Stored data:

········

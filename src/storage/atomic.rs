//! Atomic transaction executor.
//!
//! `run_atomic` runs a unit of work inside one transaction: every write
//! commits together or none do. Acquiring the transaction and running the
//! work are each bounded by the same timeout; exceeding either rolls back and
//! surfaces [`CoreError::DatabaseTimeout`].

use std::future::Future;
use std::pin::Pin;
use std::time::{Duration, Instant};

use tokio_util::sync::CancellationToken;

use crate::error::{CoreError, CoreResult, PersistenceFailure};
use crate::observability::metrics;
use crate::resilience::backoff::RetryPolicy;
use crate::resilience::retries::{RetryError, Retrier};
use crate::storage::Database;

/// Bound on both transaction acquisition and execution when callers do not
/// pick one.
pub const DEFAULT_TRANSACTION_TIMEOUT: Duration = Duration::from_secs(10);

/// Future returned by a unit of work borrowing the open transaction.
pub type TxFuture<'t, T> = Pin<Box<dyn Future<Output = CoreResult<T>> + Send + 't>>;

/// Run `work` inside a single transaction.
///
/// Commits when `work` returns `Ok`. On any error, or when `timeout`
/// elapses, the transaction is dropped and nothing it wrote is visible.
///
/// ```ignore
/// let quote = run_atomic(&db, DEFAULT_TRANSACTION_TIMEOUT, |tx| {
///     Box::pin(async move {
///         tx.insert_quote(quote.clone())?;
///         Ok(quote)
///     })
/// })
/// .await?;
/// ```
pub async fn run_atomic<D, T, F>(db: &D, timeout: Duration, work: F) -> CoreResult<T>
where
    D: Database,
    F: for<'t> FnOnce(&'t mut D::Tx) -> TxFuture<'t, T> + Send,
{
    let started = Instant::now();
    let result = execute(db, timeout, work).await;

    match &result {
        Ok(_) => metrics::record_transaction("committed", started),
        Err(err) => {
            let outcome = match err {
                CoreError::DatabaseTimeout { .. } => "timeout",
                CoreError::PersistenceFailed(PersistenceFailure::Unavailable(_)) => "unavailable",
                _ => "rolled_back",
            };
            tracing::debug!(outcome, error = %err, "Transaction rolled back");
            metrics::record_transaction(outcome, started);
        }
    }
    result
}

async fn execute<D, T, F>(db: &D, timeout: Duration, work: F) -> CoreResult<T>
where
    D: Database,
    F: for<'t> FnOnce(&'t mut D::Tx) -> TxFuture<'t, T> + Send,
{
    let mut tx = db.begin(timeout).await?;

    let value = match tokio::time::timeout(timeout, work(&mut tx)).await {
        Ok(result) => result?,
        Err(_) => {
            tracing::warn!(timeout_ms = timeout.as_millis() as u64, "Transaction exceeded its timeout");
            return Err(CoreError::DatabaseTimeout { timeout });
        }
    };

    db.commit(tx).await?;
    Ok(value)
}

/// Retry `operation` with exponential backoff, doubling from `base_delay`.
///
/// Constraint and required-field violations, and domain rejections such as
/// version conflicts, are returned on the first occurrence. Timeouts and
/// unavailable backends are retried up to `max_retries` attempts.
///
/// When `cancel` fires, the current attempt or backoff sleep is abandoned
/// and [`RetryError::Cancelled`] is returned.
pub async fn run_with_retry<F, Fut, T>(
    max_retries: u32,
    base_delay: Duration,
    cancel: Option<CancellationToken>,
    operation: F,
) -> Result<T, RetryError<CoreError>>
where
    F: FnMut() -> Fut,
    Fut: Future<Output = CoreResult<T>>,
{
    // Doubling is never capped below the last attempt's delay.
    let ceiling = base_delay.saturating_mul(2u32.saturating_pow(max_retries.min(31)));
    let policy = RetryPolicy::new(max_retries, base_delay, ceiling, 2.0);

    let mut retrier = Retrier::new(&policy).named("database");
    if let Some(token) = cancel {
        retrier = retrier.with_cancellation(token);
    }
    retrier.run_transient(operation).await
}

········

**The task**
For the word "quote", show every line of the entries that holds it.

**Completed task**
/// let quote = run_atomic(&db, DEFAULT_TRANSACTION_TIMEOUT, |tx| {
///         tx.insert_quote(quote.clone())?;
///         Ok(quote)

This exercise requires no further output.